An interesting creative response to the Appin Massacre, I think the perspective of narration you have taken was very clever. Perhaps you could further develop a sense of the cultural climate of 1816. It is possible that this response in the white community during that time would have felt very conflicting to the protagonist. A development of character would be very interesting.
Also, be mindful of your use of language for example ‘feel a strange feeling inside’ is repetitive. There were a few sentences that could be further refined.
Overall, well done!”
This week I have added to Victorias discussion of values present in the works of Charles Harpur and Henry Kendall
This is a well informed analytical response to the values depicted in Charles Harpur’s “A Mid-Summer Noon in the Australian Forest” and Henry Kendall’s “Bell-Birds”. However, I’d like to know how you perceive the poems. Did you agree with the way the poems described the natural landscape? Do you the differences between texts affects has a significant effect on the Australian literary canon?”

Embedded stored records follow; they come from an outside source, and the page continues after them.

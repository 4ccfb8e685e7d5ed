use chrono::NaiveDate;
use serde::{Deserialize, Serialize};

#[derive(Debug, Clone, PartialEq, Serialize, Deserialize)]
pub struct CurrentPosition {
    pub title: String,
    pub company: String,
    pub industry: String,
    pub location: String,
    pub start_date: NaiveDate,
    /// Set only when the role has ended (job-hopper histories).
    pub end_date: Option<NaiveDate>,
    pub is_current_role: bool,
    pub description: String,
    pub achievements: Vec<String>,
    pub team_size: Option<u32>,
    pub direct_reports: Option<u32>,
}

#[derive(Debug, Clone, PartialEq, Serialize, Deserialize)]
pub struct PreviousPosition {
    pub title: String,
    pub company: String,
    pub industry: String,
    pub location: String,
    pub start_date: NaiveDate,
    pub end_date: NaiveDate,
    pub description: String,
    pub achievements: Vec<String>,
    pub team_size: Option<u32>,
    pub technologies_used: Vec<String>,
}

#[derive(Debug, Clone, PartialEq, Serialize, Deserialize)]
pub struct Education {
    pub institution: String,
    pub degree: String,
    pub field_of_study: String,
    pub graduation_year: i32,
    pub gpa: Option<f32>,
}

#[derive(Debug, Clone, PartialEq, Serialize, Deserialize)]
pub struct Certification {
    pub name: String,
    pub issuer: String,
    pub year_obtained: i32,
}

/// Career history. `previous_positions` is ordered most recent first.
#[derive(Debug, Clone, PartialEq, Serialize, Deserialize)]
pub struct ProfessionalExperience {
    pub total_years_experience: u32,
    pub current_position: CurrentPosition,
    pub previous_positions: Vec<PreviousPosition>,
    pub education: Vec<Education>,
    pub certifications: Vec<Certification>,
}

This week I commented on Jake’s understanding of the key issues present in Sidney Nolans painting “First Class Marksman” (1946)
A great and iconic painting by Sidney Nolan! I agree there is a beauty in Nolans abstract technique and the image feels distinctly Australian. Perhaps you could connect this Art to a work of Australian literature you may have studied that has similarly influenced you. Also, you discuss society “During Ned Kelly times,” I think this post could really benefit from adding in dates- referring to the 19th century, or references to other texts.
Good work so far.”
This week, I have added to Tamara’s discussion of beauty and its purpose and existence in Australian literature.
“A very well written and engaging perspective. I agree, beauty is subjective, but I disagree that the word holds “no true meaning” The word ‘beauty’ portrays a very positive and affirming concept. I believe it has a very absolute meaning. Leading on from your interpretation, across the spectrum of Australian literature the manipulation of beauty/beauty lost is so enduring in subject matter, I think you may have touched on a very grand notion: Does all literature connect, in some way to the concept of beauty?